Niederlage, Befreiung – Diese zwei Wörter sind die Schlüsselbegriffe in bezug auf den 8. Mai in Deutschland. Der 8. Mai 1985 stellte den Wendepunkt einer Diskussion dar, die bereits 1945, im Jahr der bedingungslosen Kapitulation der deutschen Wehrmacht und des Endes des Zweiten Weltkrieges in Europa, begann und sich durch vier Jahrzehnte zog (s. Abb. 1). Der 8. Mai 1945 war ein Tag der Niederlage – so der gängige Konsens bis in die 1970er Jahre in der Bundesrepublik; als Befreiung konnten v.a. die Zeitzeugen diesen Tag nicht empfinden. Verschiedene Faktoren bedingten von da an eine leise, langsame aber dennoch stete Umdeutung des 8. Mai in Westdeutschland, die 1985 schließlich ihren Höhepunkt mit der Rede Richard von Weizsäckers vor dem deutschen Bundestag erreichte. Vom 8. Mai 1945 zum 8. Mai 1985 – von der Niederlage zur Befreiung . Diese zwei Extreme ergaben sich nicht über Nacht. Wie konstituierte sich der 8. Mai nun genau zwischen diesen beiden Eckpfeilern in der Bundesrepublik Deutschland? Mit Richard von Weizsäcker, 1985 Bundespräsident, war es ein führender Politiker, der die öffentliche Bewertung und somit die Erinnerung an den 8. Mai prägte. Hieraus leite ich das Motiv dieser Arbeit ab, die Frage nach der Einordnung des Tages des Kriegsendes in Europa nicht nur, aber fast ausschließlich in die Hände der Mächtigen der Republik – im folgenden der Bundeskanzler Konrad Adenauer (1955), Ludwig Erhard (1965), Willy Brandt (1970), Helmut Schmidt (1975), Bundespräsident Walter Scheel (1975) sowie von Oppositionsführern – zu legen. Der 8. Mai diente der politischen Elite – so meine These – nicht nur zur Erinnerungs- und Identitätsstiftung, sondern als Werkzeug ihrer jeweiligen Politik. Im folgenden soll die Entwicklung des Gedenktages ,8. Mai’ parallel zur Instrumentalisierung desselben betrachtet werden. Unabdingbar ist bei der Untersuchung der Gedenktage von 1955, 1965, 1970 und 1975 auch ein knapper Blick auf den Stellenwert und das Begehen des 8. Mai in der DDR, da dies – auch in Zusammenhang mit dem 17. Juni ab 1953 – mit der Präsens des 8. Mai im westlichen Bruderstaat verflochten war. Zunächst sollen jedoch die Begriffe Erinnerungskultur, Geschichtspolitik sowie politischer Gedenktag knapp dargestellt werden, da sie zum besseren Verständnis der Entwicklung des Umganges mit dem 8. Mai beitragen.
Inhaltsverzeichnis
- Einleitung
- Erinnerungskultur, Geschichtspolitik, politischer Gedenktag. Eine Einführung
- Der 8. Mai 1945: Niederlage!
- Der 8. Mai von 1955 bis 1975
- Der 8. Mai 1955: Zehn Jahre danach
- Exkurs: 8. Mai vs. 17. Juni I
- Der 8. Mai 1965: Das „Erfolgsmodell BRD“?

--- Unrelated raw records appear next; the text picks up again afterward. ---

impl PeerDirectory {
    #[must_use]
    pub fn new() -> Self {
        Self::default()
    }

    #[must_use]
    pub fn len(&self) -> usize {
        self.peers.len()
    }

    #[must_use]
    pub fn is_empty(&self) -> bool {
        self.peers.is_empty()
    }

    #[must_use]
    pub fn contains(&self, peer_id: &PeerId) -> bool {
        self.peers.contains_key(peer_id)
    }

    /// Add a peer. Fails with `Conflict` if the id is already present.
    pub fn register(&mut self, peer_id: PeerId) -> Result<(), RoomError> {
        if self.peers.contains_key(&peer_id) {
            return Err(RoomError::Conflict(format!(
                "Peer {peer_id} already registered"
            )));
        }
        let seq = self.next_seq;
        self.next_seq += 1;
        self.peers.insert(peer_id.clone(), Peer::new(peer_id, seq));
        Ok(())
    }

    /// Remove a peer and every consumer other peers held on its producers.
    ///
    /// Returns `None` if the peer was not present.
    pub fn unregister(&mut self, peer_id: &PeerId) -> Option<PeerRemoval> {
        let peer = self.peers.remove(peer_id)?;
        let producer_ids: Vec<ProducerId> = peer.producers.iter().map(|p| p.id.clone()).collect();
        let orphaned_consumers = self.detach_consumers_of(&producer_ids);
        Some(PeerRemoval {
            peer,
            orphaned_consumers,
        })
    }

    /// Remove every peer, in join order.
    ///
    /// Consumers of a departing producer are reported once: either under
    /// their owner's removal or as an orphan of an earlier one, never both.
    pub fn unregister_all(&mut self) -> Vec<PeerRemoval> {
        let mut ids: Vec<(u64, PeerId)> = self
            .peers
            .values()
            .map(|p| (p.join_seq, p.id.clone()))
            .collect();
        ids.sort_by_key(|(seq, _)| *seq);
        ids.into_iter()
            .filter_map(|(_, id)| self.unregister(&id))
            .collect()
    }

    /// Store a transport, replacing any previous one of the same direction.
    ///
    /// Producers or consumers bound to the replaced transport are detached
    /// and returned along with it. Closing them is the caller's job.
    pub fn set_transport(
        &mut self,
        peer_id: &PeerId,
        record: TransportRecord,
    ) -> Result<TransportReplacement, RoomError> {
        let peer = self
            .peers
            .get_mut(peer_id)
            .ok_or_else(|| peer_not_found(peer_id))?;

        let direction = record.direction;
        let previous = peer.transport_mut(direction).replace(record);
        let mut replacement = TransportReplacement {
            previous,
            ..TransportReplacement::default()
        };

        if let Some(old) = &replacement.previous {
            match direction {
                Direction::Send => {
                    let (gone, kept): (Vec<ProducerRecord>, Vec<ProducerRecord>) =
                        std::mem::take(&mut peer.producers)
                        .into_iter()
                        .partition(|p| p.transport_id == old.id);
                    peer.producers = kept;
                    replacement.detached_producers = gone;
                }
                Direction::Recv => {
                    let (gone, kept): (Vec<ConsumerRecord>, Vec<ConsumerRecord>) =
                        std::mem::take(&mut peer.consumers)
                        .into_iter()
                        .partition(|c| c.transport_id == old.id);
                    peer.consumers = kept;
                    replacement.detached_consumers = gone;
                }
            }
        }

        if !replacement.detached_producers.is_empty() {
            let ids: Vec<ProducerId> = replacement
                .detached_producers
                .iter()
                .map(|p| p.id.clone())
                .collect();
            replacement.orphaned_consumers = self.detach_consumers_of(&ids);
        }

        Ok(replacement)
    }

    /// Record that the transport finished its DTLS handshake.
    pub fn mark_connected(
        &mut self,
        peer_id: &PeerId,
        direction: Direction,
        transport_id: &TransportId,
    ) -> Result<(), RoomError> {
        let peer = self
            .peers
            .get_mut(peer_id)
            .ok_or_else(|| peer_not_found(peer_id))?;
        match peer.transport_mut(direction) {
            Some(t) if &t.id == transport_id => {
                t.connected = true;
                Ok(())
            }
            _ => Err(RoomError::NotFound(format!(
                "No {direction} transport {transport_id} for peer {peer_id}"
            ))),
        }
    }

    /// Append a producer to its owner.
    ///
    /// The producer's transport must still be the peer's send transport.
    pub fn add_producer(
        &mut self,
        peer_id: &PeerId,
        record: ProducerRecord,
    ) -> Result<(), RoomError> {
        let peer = self
            .peers
            .get_mut(peer_id)
            .ok_or_else(|| peer_not_found(peer_id))?;
        if peer.send_transport.as_ref().map(|t| &t.id) != Some(&record.transport_id) {
            return Err(RoomError::NotFound(format!(
                "Send transport {} no longer belongs to peer {peer_id}",
                record.transport_id
            )));
        }
        if peer.owns_producer(&record.id) {
            return Err(RoomError::Conflict(format!(
                "Producer {} already registered",
                record.id
            )));
        }
        peer.producers.push(record);
        Ok(())
    }

    /// Append a consumer to its subscriber.
    ///
    /// The consumed producer must still exist in the room and the subscriber
    /// must not already hold a consumer of it.
    pub fn add_consumer(
        &mut self,
        peer_id: &PeerId,
        record: ConsumerRecord,
    ) -> Result<(), RoomError> {
        if self.find_producer(&record.producer_id).is_none() {
            return Err(RoomError::NotFound(format!(
                "Producer {} not found",
                record.producer_id
            )));
        }
        let peer = self
            .peers
            .get_mut(peer_id)
            .ok_or_else(|| peer_not_found(peer_id))?;
        if peer.recv_transport.as_ref().map(|t| &t.id) != Some(&record.transport_id) {
            return Err(RoomError::NotFound(format!(
                "Receive transport {} no longer belongs to peer {peer_id}",
                record.transport_id
            )));
        }
        if peer.consumer_of(&record.producer_id).is_some() {
            return Err(RoomError::Conflict(format!(
                "Peer {peer_id} already consumes producer {}",
                record.producer_id
            )));
        }
        peer.consumers.push(record);
        Ok(())
    }

    /// Remove a producer from its owner, detaching everyone's consumers of it.
    pub fn remove_producer(
        &mut self,
        peer_id: &PeerId,
        producer_id: &ProducerId,
    ) -> Result<ProducerRemoval, RoomError> {
        let peer = self
            .peers
            .get_mut(peer_id)
            .ok_or_else(|| peer_not_found(peer_id))?;
        let idx = peer
            .producers
            .iter()
            .position(|p| &p.id == producer_id)
            .ok_or_else(|| RoomError::NotFound(format!("Producer {producer_id} not found")))?;
        let producer = peer.producers.remove(idx);
        let orphaned_consumers = self.detach_consumers_of(std::slice::from_ref(producer_id));
        Ok(ProducerRemoval {
            producer,
            orphaned_consumers,
        })
    }

    /// Remove one of the peer's consumers.
    pub fn remove_consumer(
        &mut self,
        peer_id: &PeerId,
        consumer_id: &ConsumerId,
    ) -> Result<ConsumerRecord, RoomError> {
        let peer = self
            .peers
            .get_mut(peer_id)
            .ok_or_else(|| peer_not_found(peer_id))?;
        let idx = peer
            .consumers
            .iter()
            .position(|c| &c.id == consumer_id)
            .ok_or_else(|| RoomError::NotFound(format!("Consumer {consumer_id} not found")))?;
        Ok(peer.consumers.remove(idx))
    }

    /// Flip the paused flag of a producer or consumer the peer owns.
    pub fn set_paused(
        &mut self,
        peer_id: &PeerId,
        kind: EntityKind,
        entity_id: &str,
        paused: bool,
    ) -> Result<(), RoomError> {
        let peer = self
            .peers
            .get_mut(peer_id)
            .ok_or_else(|| peer_not_found(peer_id))?;
        let flag = match kind {
            EntityKind::Producer => peer
                .producers
                .iter_mut()
                .find(|p| p.id.as_str() == entity_id)
                .map(|p| &mut p.paused),
            EntityKind::Consumer => peer
                .consumers
                .iter_mut()
                .find(|c| c.id.as_str() == entity_id)
                .map(|c| &mut c.paused),
        };
        match flag {
            Some(flag) => {
                *flag = paused;
                Ok(())
            }
            None => Err(RoomError::NotFound(format!(
                "{} {entity_id} not found",
                kind.as_str()
            ))),
        }
    }

    /// Copy of every peer, in join order.
    #[must_use]
    pub fn list_peers(&self) -> Vec<PeerSnapshot> {
        let mut peers: Vec<&Peer> = self.peers.values().collect();
        peers.sort_by_key(|p| p.join_seq);
        peers.into_iter().map(Peer::snapshot).collect()
    }

    #[must_use]
    pub fn find_peer(&self, peer_id: &PeerId) -> Option<&Peer> {
        self.peers.get(peer_id)
    }

    /// Locate a producer anywhere in the room.
    #[must_use]
    pub fn find_producer(&self, producer_id: &ProducerId) -> Option<(&PeerId, &ProducerRecord)> {
        self.peers.values().find_map(|peer| {
            peer.producers
                .iter()
                .find(|p| &p.id == producer_id)
                .map(|p| (&peer.id, p))
        })
    }

    fn detach_consumers_of(&mut self, producer_ids: &[ProducerId]) -> OrphanedConsumers {
        if producer_ids.is_empty() {
            return Vec::new();
        }
        let mut orphaned = Vec::new();
        for peer in self.peers.values_mut() {
            let (gone, kept): (Vec<_>, Vec<_>) = std::mem::take(&mut peer.consumers)
                .into_iter()
                .partition(|c| producer_ids.contains(&c.producer_id));
            peer.consumers = kept;
            orphaned.extend(gone.into_iter().map(|c| (peer.id.clone(), c)));
        }
        orphaned
    }
}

- Der 8. Mai 1970: Die Renaissance des 8. Mai
- Exkurs: 8. Mai vs. 17. Juni II
- Der 8. Mai 1975: Inhaltliche Kontinuität und bewertender Wandel
- Der 8. Mai 1955: Zehn Jahre danach
- Der 8. Mai 1985: Befreiung?
Zielsetzung und Themenschwerpunkte
Diese Arbeit analysiert die Entwicklung des 8. Mai 1945 in der bundesrepublikanischen Erinnerungspolitik zwischen 1955 und 1975. Sie untersucht, wie die politische Elite den Gedenktag instrumentalisierte und die öffentliche Bewertung des 8. Mai beeinflusste. Dabei liegt das Augenmerk auf der Instrumentalisierung des Gedenktages durch die jeweiligen Bundeskanzler und Oppositionsparteien, die den 8. Mai zur Erinnerungs- und Identitätsstiftung sowie zur Durchsetzung ihrer politischen Ziele nutzten.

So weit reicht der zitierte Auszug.